I. About the OneG
OneG is a computational tool which addresses the discrepancy between the ΔGU and the ΔGHX of proteins, by systematically accounting the following factors:
(i) effect for cis-trans proline isomerisation
(ii) effect of baselines of melting curves on the estimation of ΔGU
(iii) possible existence of cryptic intermediates/higher energy metastable states in the unfolding kinetics of proteins under native conditions.
1. PDB file
4. Residue-specific kex / ΔGHX file
3. Reconciling the discrepancy between ΔGU* and ΔGHX*
If discrepancy exists, OneG accounts the discrepancy by predicting possible existance of cryptic intermediates or metastable states. The PDB files of the predicted foldons will also be displayed.
II. Know to How.
ENTER/UPLOAD THE PDB FILE
Ex. : 1COD
Note: Make sure the residue number of the PDB file starts with '1' and ends with 'n' without missing numbers. Also make sure residues represented in 'SEQRES' and in atomic coordinates are identical to each other.

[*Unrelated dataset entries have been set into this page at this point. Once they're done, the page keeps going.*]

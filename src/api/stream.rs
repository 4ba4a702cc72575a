//! Streaming book subscription over WebSocket.
//!
//! Each subscriber session polls the atomic version counter; when it moves
//! past the session's last seen version, the latest snapshot is fetched
//! through the aggregator queue and written out. Delivery is latest-wins: a
//! slow subscriber skips superseded snapshots instead of queueing them.

use axum::extract::ws::{Message, WebSocket, WebSocketUpgrade};
use axum::extract::{Query, State};
use axum::http::StatusCode;
use axum::response::IntoResponse;
use serde::Deserialize;
use tracing::{debug, error};

use super::handlers::AppState;
use crate::metrics;

/// Subscription query parameters.
#[derive(Debug, Deserialize)]
pub struct SubscribeParams {
    /// Requested symbol; must match the served symbol when present.
    pub symbol: Option<String>,
}

/// WebSocket upgrade handler for `/ws/book`.
pub async fn subscribe_book(
    State(state): State<AppState>,
    Query(params): Query<SubscribeParams>,
    ws: WebSocketUpgrade,
) -> impl IntoResponse {
    if !symbol_matches(&state.symbol, params.symbol.as_deref()) {
        let requested = params.symbol.unwrap_or_default();
        return (
            StatusCode::NOT_FOUND,
            format!("unknown symbol {requested}, serving {}", state.symbol),
        )
            .into_response();
    }

    ws.on_upgrade(move |socket| stream_session(state, socket))
        .into_response()
}

/// A subscription with no explicit symbol gets the served one.
fn symbol_matches(served: &str, requested: Option<&str>) -> bool {
    requested.map_or(true, |symbol| symbol.eq_ignore_ascii_case(served))
}

/// One subscriber session. Ends when the client disconnects, a write fails,
/// or the aggregator goes away; nothing is retried for a dead session.
async fn stream_session(state: AppState, mut socket: WebSocket) {
    metrics::inc_subscriber_sessions();
    debug!("Subscriber session opened");

    let mut last_seen = 0u64;

    loop {
        if state.aggregator.version() > last_seen {
            let snapshot = match state.aggregator.snapshot().await {
                Ok(snapshot) => snapshot,
                Err(_) => break,
            };

            let payload = match serde_json::to_string(&*snapshot) {
                Ok(payload) => payload,
                Err(err) => {
                    error!(error = %err, "Failed to encode snapshot");
                    break;
                }
            };

            if socket.send(Message::Text(payload)).await.is_err() {
                break;
            }

            // The snapshot may already be newer than the version we polled;
            // tracking its own stamp skips the duplicate write.
            last_seen = snapshot.version;
            metrics::inc_snapshots_streamed();
        } else {
            // Bounded wait before the next poll, watching for disconnect.
            tokio::select! {
                _ = tokio::time::sleep(state.poll_interval) => {}
                received = socket.recv() => {
                    match received {
                        Some(Ok(Message::Close(_))) | Some(Err(_)) | None => break,
                        _ => {}
                    }
                }
            }
        }
    }

    debug!(last_seen, "Subscriber session ended");
}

ENTER THE AMINO ACID SEQUENCE AND RELATED STRUCTURAL INFORMATION
Enter the sequence.
Ex. : LECHNQQSSQTPTTTGCSGGETNCYKKRWRDHRGYRTERGCGCPSVKNGIEINCCTTDRCNN
POSITION OF CYSTEINE RESIDUE(S)
Mention position of cysteine residues in the protein.
Ex. : 3 17 30 36
POSITION OF CIS PROLINE(S)
Mention proline residues which are in cis conformations.
Ex. : 12 44 48 52
ENTER THE EXPERIMENTAL CONDITIONS
Enter the pH meter reading (Not corrected to D2O).
Ex. : 3.2
Enter the temperature in Kelvin .
Ex. : 293 (If the temperature is 20 oC).
Define the ionic strength as low(<0.5 M) or high (>0.5 M).
CALCULATION OF FREE ENERGY EXCHANGE OF PROTEINS
Upload file containing kex values (in min-1).
Upload file containing ΔGHX values (in kcal/mol).
DOWNLOAD THE PYMOL FILE
Open the protein PDB file in pymol.
File->Resume->Select the pymol.pml generated by OneG.